Page 2 of In the Dark

She can’t be serious.

This time, I don’t even have to pretend to be bored. "What are you talking about?"

"During lunchandpractice!" With both fists on her hips, all that’s missing is her stomping a foot to complete the temper tantrum.

The urge to turn and walk out is overpowering, but after a calming inhale and exhale, I simply say, "I’ve had extra practice, and you know that. What do you want from me? Walk you to the other end of the gym in the middle of everything so that we’re seen together?" I almost expect her to say yes, but instead, she switches gears altogether.

"Don’t forget Emma’s party on Friday. I expect you to be there."

It’s not like I have anywhere else to be—like home.

"I will."

My answer pacifies her, and she presses a quick kiss on my cheek. "That’s my boyfriend."

I sigh inwardly. Yes, it is.

Chapter Two

Thanksgiving break is finally here.

Emma is throwing a party at her new stepdad’s house tonight, and Denielle has been spamming me with texts since we separated at the parking lot earlier.

U HAAAVE to come. Jake will be there. I told u about him. He REEEAAALLY wants to meet u.

What’s with the elongated spelling?

I can’t remember the last party where Den didn’t want to hook me up with a guy, but this is exaggerated even for her. I love her for trying, and every once in a while, I indulge her, but all the guys are just missing something. It gets old quick.

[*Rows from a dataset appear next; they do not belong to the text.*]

use std::sync::Arc;
use std::time::Duration;

use once_cell::sync::Lazy;
use regex::Regex;
use tokio::time::{interval, MissedTickBehavior};
use tracing::debug;

use super::{Clock, PlaybackScope, SequencerConfig, TimeMs};

/// First numeric run: digits, optional thousands separators, optional decimals
static NUMBER: Lazy<Regex> = Lazy::new(|| Regex::new(r"\d(?:[\d,]*\d)?(?:\.\d+)?").expect("number pattern is valid"));

pub fn ease_out_cubic(progress: f64) -> f64 {
	let p = progress.clamp(0.0, 1.0);
	1.0 - (1.0 - p).powi(3)
}

/// How a metric value is written: the text around its number, grouping and precision
#[derive(Debug, Clone, PartialEq)]
pub struct NumberFormat {
	source: String,
	prefix: String,
	suffix: String,
	target: f64,
	decimals: usize,
	grouped: bool,
}

impl NumberFormat {
	/// `None` when the value has no digits
	pub fn parse(value: &str) -> Option<Self> {
		let found = NUMBER.find(value)?;
		let number = found.as_str();
		let target: f64 = number.replace(',', "").parse().ok()?;

		Some(Self {
			source: value.to_string(),
			prefix: value[..found.start()].to_string(),
			suffix: value[found.end()..].to_string(),
			target,
			decimals: number.split_once('.').map_or(0, |(_, frac)| frac.len()),
			grouped: number.contains(','),
		})
	}

	pub fn target(&self) -> f64 {
		self.target
	}

	/// Render `value` the way the source writes its number
	pub fn format(&self, value: f64) -> String {
		let fixed = format!("{:.*}", self.decimals, value.max(0.0));
		let (int_part, frac_part) = match fixed.split_once('.') {
			Some((i, f)) => (i.to_string(), Some(f.to_string())),
			None => (fixed, None),
		};

		let int_part = if self.grouped { group_thousands(&int_part) } else { int_part };
		match frac_part {
			Some(frac) => format!("{}{}.{}{}", self.prefix, int_part, frac, self.suffix),
			None => format!("{}{}{}", self.prefix, int_part, self.suffix),
		}
	}

	/// Progress 0 renders zero, progress 1 renders the source verbatim
	pub fn at_progress(&self, progress: f64) -> String {
		if progress >= 1.0 {
			return self.source.clone();
		}
		let current = (self.target * ease_out_cubic(progress)).min(self.target);
		self.format(current)
	}
}

fn group_thousands(digits: &str) -> String {
	let mut grouped = String::with_capacity(digits.len() + digits.len() / 3);
	for (i, ch) in digits.chars().enumerate() {
		if i > 0 && (digits.len() - i) % 3 == 0 {
			grouped.push(',');
		}
		grouped.push(ch);
	}
	grouped
}

/// Count-up of one metric card
#[derive(Debug, Clone, PartialEq)]
pub struct MetricTween {
	literal: String,
	format: Option<NumberFormat>,
	start_delay_ms: TimeMs,
	duration_ms: TimeMs,
}

impl MetricTween {
	pub fn new(value: &str, start_delay_ms: TimeMs, duration_ms: TimeMs) -> Self {
		Self {
			literal: value.to_string(),
			format: NumberFormat::parse(value),
			start_delay_ms,
			duration_ms: duration_ms.max(1),
		}
	}

	/// Card `index` of a vignette, staggered after the previous one
	pub fn for_card(value: &str, index: usize, config: &SequencerConfig) -> Self {
		let index = TimeMs::try_from(index).unwrap_or(TimeMs::MAX / 2);
		Self::new(value, index.saturating_mul(config.metric_stagger_ms), config.tween_duration_ms)
	}

	/// Displayed text before the tween starts
	pub fn zero(&self) -> String {
		self.format.as_ref().map_or_else(|| self.literal.clone(), |f| f.at_progress(0.0))
	}

	#[allow(clippy::cast_precision_loss)]
	pub fn progress(&self, elapsed_ms: TimeMs) -> f64 {
		let local = elapsed_ms - self.start_delay_ms;
		(local as f64 / self.duration_ms as f64).clamp(0.0, 1.0)
	}

	pub fn sample(&self, elapsed_ms: TimeMs) -> String {
		match &self.format {
			Some(format) => format.at_progress(self.progress(elapsed_ms)),
			None => self.literal.clone(),
		}
	}

	pub fn is_complete(&self, elapsed_ms: TimeMs) -> bool {
		self.format.is_none() || elapsed_ms >= self.start_delay_ms + self.duration_ms
	}
}

/// Per-frame loop driving every metric tween of one playback.
/// Frames go through the scope's gate, so nothing is written once the scope is cancelled.
pub async fn run_frames<F>(tweens: Arc<[MetricTween]>, clock: Arc<dyn Clock>, frame_interval: Duration, scope: PlaybackScope, mut on_frame: F)
where
	F: FnMut(&[String]) + Send + 'static,
{
	if tweens.is_empty() {
		return;
	}

	let origin = clock.now_ms();
	let mut ticker = interval(frame_interval);
	ticker.set_missed_tick_behavior(MissedTickBehavior::Skip);

	loop {
		tokio::select! {
			_ = scope.cancelled() => {
				debug!("Tween frames cancelled");
				break;
			}
			_ = ticker.tick() => {
				let elapsed = clock.now_ms() - origin;
				let displays: Vec<String> = tweens.iter().map(|t| t.sample(elapsed)).collect();
				let done = tweens.iter().all(|t| t.is_complete(elapsed));

				if scope.run_gated(|| on_frame(&displays)).is_none() || done {
					break;
				}
			}
		}
	}
}
pub mod catalog;
pub mod config;
pub mod headless;
pub mod stage;
pub mod telemetry;
pub mod terminal;
pub mod view;

pub use catalog::Catalog;
pub use config::{Config, Mode};
pub use stage::Stage;
use clap::{Parser, ValueEnum};
use reelium::core::{SequencerConfig, TimeMs, UnknownActorPolicy};
use serde::{Deserialize, Serialize};
use std::path::PathBuf;
use std::time::Duration;

#[derive(ValueEnum, Clone, Copy, Debug, Default, PartialEq, Eq, Serialize, Deserialize)]
#[serde(rename_all = "snake_case")]
pub enum Mode {
	/// Interactive terminal stage with every vignette as a tab
	#[default]
	Tui,
	/// Play one vignette and print each state change as a JSON line
	Headless,
}

#[derive(Parser, Clone, Debug, Serialize, Deserialize)]
#[command(author, version, about, long_about = None)]
pub struct Config {
	#[arg(long, value_enum, env = "SHOWREEL_MODE", default_value = "tui", help = "Front end to run")]
	pub mode: Mode,

	#[arg(long, env = "SHOWREEL_VIGNETTE", default_value = "investment", help = "Vignette selected at startup")]
	pub vignette: String,

	#[arg(long, env = "TYPING_PREROLL_MS", default_value = "1200", help = "How long the typing indicator leads a responder message")]
	pub typing_preroll_ms: TimeMs,

	#[arg(long, env = "AGENT_START_DELAY_MS", default_value = "600", help = "Delay added to every agent message offset")]
	pub agent_start_delay_ms: TimeMs,

	#[arg(long, env = "AGENT_TRAVEL_MS", default_value = "800", help = "Time an agent message spends in flight")]
	pub agent_travel_ms: TimeMs,

	#[arg(long, env = "SWEEP_TAIL_MS", default_value = "1600", help = "Pause after the last agent message before all agents settle")]
	pub sweep_tail_ms: TimeMs,

	#[arg(long, env = "COMPLETED_LABELS", default_value = "2", help = "Delivered agent messages kept on screen")]
	pub completed_labels: usize,

	#[arg(long, env = "TWEEN_DURATION_MS", default_value = "1500", help = "Metric count-up duration")]
	pub tween_duration_ms: TimeMs,

	#[arg(long, env = "METRIC_STAGGER_MS", default_value = "150", help = "Delay between consecutive metric cards")]
	pub metric_stagger_ms: TimeMs,

	#[arg(long, env = "FRAME_INTERVAL_MS", default_value = "16", help = "Metric tween frame interval")]
	pub frame_interval_ms: u64,

	#[arg(long, env = "VISIBILITY_THRESHOLD", default_value = "0.15", help = "Visible fraction of the stage needed to keep playing")]
	pub visibility_threshold: f64,

	#[arg(
        long,
        env = "HEADLESS_DURATION_MS",
        default_value = "10000",
        value_parser = parse_millis,
        help = "How long headless mode plays before exiting"
    )]
	pub headless_duration: Duration,

	#[arg(
        long,
        env = "DEACTIVATE_AT_MS",
        value_parser = parse_millis,
        help = "Headless only: deactivate the vignette at this offset"
    )]
	pub deactivate_at: Option<Duration>,

	#[arg(long, env = "STRICT_SCRIPTS", help = "Reject events from actors missing from the cast")]
	pub strict: bool,

	#[arg(long, env = "RUST_LOG", help = "Tracing filter directives; logging is off without them")]
	pub rust_log: Option<String>,

	#[arg(long, env = "LOG_JSON", help = "Emit logs as JSON")]
	pub log_json: bool,

	#[arg(long, env = "SHOWREEL_LOG_FILE", help = "Write logs to this file instead of stderr")]
	pub log_file: Option<PathBuf>,
}

impl Config {
	pub fn sequencer_config(&self) -> SequencerConfig {
		let policy = if self.strict { UnknownActorPolicy::Reject } else { UnknownActorPolicy::default() };
		SequencerConfig::new()
			.with_typing_preroll(self.typing_preroll_ms)
			.with_agent_timing(self.agent_start_delay_ms, self.agent_travel_ms, self.sweep_tail_ms)
			.with_label_capacity(self.completed_labels)
			.with_tween(self.tween_duration_ms, self.metric_stagger_ms)
			.with_frame_interval(self.frame_interval_ms)
			.with_unknown_actor(policy)
	}
}

fn parse_millis(s: &str) -> Result<Duration, std::num::ParseIntError> {
	s.parse::<u64>().map(Duration::from_millis)
}
use reel_events::Vignette;
use reelium::core::{CompiledVignette, VignetteState};
use reelium::surface::{self, Line, Panel, Span, Tone};

pub const AGENTS_TITLE: &str = "Agent Orchestration";
pub const METRICS_TITLE: &str = "Impact";

pub fn header(vignette: &Vignette) -> Line {
	Line::new(vec![
		Span::new(format!("{} ", vignette.number), Tone::Accent),
		Span::new(&vignette.title, Tone::Plain),
		Span::new(format!("  {}", vignette.subtitle), Tone::Muted),
	])
}

/// Every surface the vignette's cast has, in reading order, showcase then metrics last
pub fn panels(compiled: &CompiledVignette, state: &VignetteState, label_capacity: usize) -> Vec<Panel> {
	let streams = compiled.timeline().streams();
	let mut panels = Vec::with_capacity(6);

	if let Some(chat) = &streams.chat {
		panels.push(surface::chat::render(chat, &state.chat));
	}
	if let Some(trace) = &streams.trace {
		panels.push(surface::trace::render(trace, &state.trace));
	}
	if let Some(tools) = &streams.tools {
		panels.push(surface::tools::render(tools, &state.tools));
	}
	if let Some(agents) = &streams.agents {
		panels.push(surface::agents::render(AGENTS_TITLE, agents, &state.agents, label_capacity));
	}
	if let Some(showcase) = &streams.showcase {
		panels.push(surface::showcase::render(showcase, &state.showcase));
	}
	if !state.metrics.is_empty() {
		panels.push(surface::metrics::render(METRICS_TITLE, &state.metrics));
	}
	panels
}

/// Rows needed to paint `panels`: a title row per panel, its lines, one blank row after
pub fn height(panels: &[Panel]) -> usize {
	panels.iter().map(|panel| panel.lines.len() + 2).sum()
}

/// Rows the vignette needs once everything has been revealed
pub fn full_height(compiled: &CompiledVignette, label_capacity: usize) -> usize {
	let timeline = compiled.timeline();
	let mut state = compiled.initial_state();
	state.reconstruct_at(timeline, timeline.total_duration());
	// header row plus the tab strip
	height(&panels(compiled, &state, label_capacity)) + 2
}
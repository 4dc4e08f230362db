use std::sync::{Arc, Mutex, PoisonError};
use std::time::Duration;

use reel_events::{MetricDef, Vignette};
use tokio::sync::watch;
use tokio_util::sync::CancellationToken;
use tracing::{debug, info};

use super::cycle::run_cycle;
use super::error::Result;
use super::tween::run_frames;
use super::{Clock, Edge, MetricState, MetricTween, PlaybackHandle, Sequencer, SequencerConfig, TimedCue, Timeline, TokioClock, VignetteState};

// ============================================================================
// CompiledVignette
// ============================================================================

/// A vignette ready to play: its timeline plus one tween per metric card
#[derive(Debug, Clone)]
pub struct CompiledVignette {
	vignette: Vignette,
	timeline: Arc<Timeline>,
	tweens: Arc<[MetricTween]>,
}

impl CompiledVignette {
	pub fn compile(vignette: &Vignette, config: &SequencerConfig) -> Result<Self> {
		let timeline = Timeline::compile(&vignette.script, config)?;
		let tweens: Vec<MetricTween> = vignette.metrics.iter().enumerate().map(|(i, m)| MetricTween::for_card(&m.value, i, config)).collect();

		debug!(
			vignette = %vignette.id,
			cues = timeline.len(),
			duration_ms = timeline.total_duration(),
			"Compiled vignette"
		);

		Ok(Self {
			vignette: vignette.clone(),
			timeline: Arc::new(timeline),
			tweens: tweens.into(),
		})
	}

	pub fn id(&self) -> &str {
		&self.vignette.id
	}

	pub fn vignette(&self) -> &Vignette {
		&self.vignette
	}

	pub fn timeline(&self) -> &Arc<Timeline> {
		&self.timeline
	}

	pub fn tweens(&self) -> &[MetricTween] {
		&self.tweens
	}

	pub fn metric_defs(&self) -> &[MetricDef] {
		&self.vignette.metrics
	}

	/// The pre-activation picture
	pub fn initial_state(&self) -> VignetteState {
		let metrics = self
			.vignette
			.metrics
			.iter()
			.zip(self.tweens.iter())
			.map(|(def, tween)| MetricState::new(def.label.clone(), tween.zero(), def.suffix.clone()))
			.collect();
		VignetteState::new(self.vignette.id.clone(), &self.timeline, metrics)
	}
}

// ============================================================================
// VignettePlayer
// ============================================================================

/// Owns one vignette's state and restarts its playback on every rising edge
pub struct VignettePlayer {
	compiled: Arc<CompiledVignette>,
	config: SequencerConfig,
	clock: Arc<dyn Clock>,
	state: Arc<Mutex<VignetteState>>,
	state_tx: watch::Sender<VignetteState>,
	playback: Option<PlaybackHandle>,
	active: bool,
}

impl VignettePlayer {
	pub fn new(compiled: Arc<CompiledVignette>, config: SequencerConfig) -> Self {
		let initial = compiled.initial_state();
		let (state_tx, _) = watch::channel(initial.clone());
		Self {
			compiled,
			config,
			clock: Arc::new(TokioClock::new()),
			state: Arc::new(Mutex::new(initial)),
			state_tx,
			playback: None,
			active: false,
		}
	}

	pub fn with_clock(mut self, clock: Arc<dyn Clock>) -> Self {
		self.clock = clock;
		self
	}

	pub fn compiled(&self) -> &Arc<CompiledVignette> {
		&self.compiled
	}

	pub fn subscribe(&self) -> watch::Receiver<VignetteState> {
		self.state_tx.subscribe()
	}

	pub fn snapshot(&self) -> VignetteState {
		self.state.lock().unwrap_or_else(PoisonError::into_inner).clone()
	}

	pub fn is_active(&self) -> bool {
		self.active
	}

	/// Follow the activation signal; repeated values are no-ops
	pub fn set_active(&mut self, active: bool) -> Option<Edge> {
		let edge = Edge::between(self.active, active)?;
		self.active = active;

		match edge {
			Edge::Rising => self.start(),
			Edge::Falling => self.stop(),
		}
		Some(edge)
	}

	fn start(&mut self) {
		// A previous playback must be gone before state is reset
		if let Some(previous) = self.playback.take() {
			previous.cancel();
		}
		self.publish(|state| {
			state.reset();
			state.playing = true;
		});

		let state = self.state.clone();
		let state_tx = self.state_tx.clone();
		let mut handle = Sequencer::start(self.compiled.timeline.clone(), move |cue: &TimedCue| {
			let mut guard = state.lock().unwrap_or_else(PoisonError::into_inner);
			guard.apply(cue);
			state_tx.send_replace(guard.clone());
		});

		let state = self.state.clone();
		let state_tx = self.state_tx.clone();
		let scope = handle.scope();
		handle.spawn(run_frames(
			self.compiled.tweens.clone(),
			self.clock.clone(),
			self.config.frame_interval(),
			scope,
			move |displays: &[String]| {
				let mut guard = state.lock().unwrap_or_else(PoisonError::into_inner);
				guard.set_metric_displays(displays);
				state_tx.send_replace(guard.clone());
			},
		));

		let period = self.compiled.timeline.streams().rotating_cycle().and_then(|c| u64::try_from(c.period_ms).ok());
		if let Some(period) = period {
			let state = self.state.clone();
			let state_tx = self.state_tx.clone();
			let scope = handle.scope();
			handle.spawn(run_cycle(Duration::from_millis(period), scope, move || {
				let mut guard = state.lock().unwrap_or_else(PoisonError::into_inner);
				guard.showcase.rotate();
				state_tx.send_replace(guard.clone());
			}));
		}

		info!(vignette = %self.compiled.id(), "Playback started");
		self.playback = Some(handle);
	}

	fn stop(&mut self) {
		if let Some(playback) = self.playback.take() {
			playback.cancel();
		}
		self.publish(VignetteState::reset);
		info!(vignette = %self.compiled.id(), "Playback stopped");
	}

	fn publish(&self, f: impl FnOnce(&mut VignetteState)) {
		let mut guard = self.state.lock().unwrap_or_else(PoisonError::into_inner);
		f(&mut guard);
		self.state_tx.send_replace(guard.clone());
	}

	/// Actor loop: mirror `activation` until it closes or `cancel` fires
	pub async fn run(mut self, mut activation: watch::Receiver<bool>, cancel: CancellationToken) {
		let initial = *activation.borrow_and_update();
		self.set_active(initial);

		loop {
			tokio::select! {
				_ = cancel.cancelled() => {
					debug!(vignette = %self.compiled.id(), "Player cancelled");
					break;
				}
				changed = activation.changed() => {
					if changed.is_err() {
						debug!(vignette = %self.compiled.id(), "Activation signal closed");
						break;
					}
					let active = *activation.borrow_and_update();
					self.set_active(active);
				}
			}
		}

		self.set_active(false);
	}
}

impl Drop for VignettePlayer {
	fn drop(&mut self) {
		if let Some(playback) = self.playback.take() {
			playback.cancel();
		}
	}
}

I respond with the only thing that will make her stop.

It’s a cheer party. I have no desire to run into them, and u know she’ll be there, which means he will be too.

A few minutes later, my phone lights up again.

Sigh!

Bingo! Internal fist pump. I grin until I see her next text, and my feeling of satisfaction fades.

Babe, you need to get over this shit. It’s been over 2 yrs. Ur brother is a dick and I have ur back, but u can’t avoid every party where the Wicked Bitch will be because u don’t want to run into him.

Now, it’s my turn to sigh.

Ugh. Ur right. But not tonight, k? I just don’t want a repeat of the end of summer party.

That was months ago, but ok. Call me if you change your mind. Love you, babe.

K. Love you 2.

Feeling somewhat resigned,I put my phone down next to my laptop. I’m sitting at my desk, which is positioned between the two windows facing the backyard, and I peer over at the small, framed photo of Rhys and me.

My brother is a year older—actually, ten and a half months, to be precise, which has been cause for quite some fertility jokes about our mom over the years.

Slightly taller, he has his arm draped around my shoulder, grinning at the camera while I beam up at him. It was taken at Woodland Park right after we moved to Westbridge the first time, ten years ago. Rhys and I used to be so close; we did everything together. And then it all changed a little over two years ago—hechanged.

After a year of attending different schools—Rhys at Westbridge High and me still in middle school—we were going to finally be in the same place again. He was so busy his freshman year that I saw him less and less. In my mind, we would carpool, and Rhys, Wes, and I would get to hang out again. I had it all planned out in my mind and couldn’t wait for school to start. They were both gone for camp over the summer, and despite spending most of my time with Denielle, I missed them a lot. Wes had been Rhys’s best friend for eight years, but he was one of my closest friends as well. Though, when they got back, Rhys had changed even more. He was completely withdrawn. Wes tried to assure me that it had nothing to do with me; Rhys was just busy. But I knew better. By the time school had officially started, my brother was full-on ignoring me. I tried several more times, but he just became more irritated. When I entered a room, he would turn and leave. I had lost my best friend over something I didn’t understand. Then, he started dating Katherine Rosenfield, the head cheerleader, and I gave up trying to fix the unknown. The quarterback and the cheerleader—the perfect couple. Gag.

Shaking my head, I turn away from the picture. I’ve put it away several times, but something always compels me to place the frame back on my desk.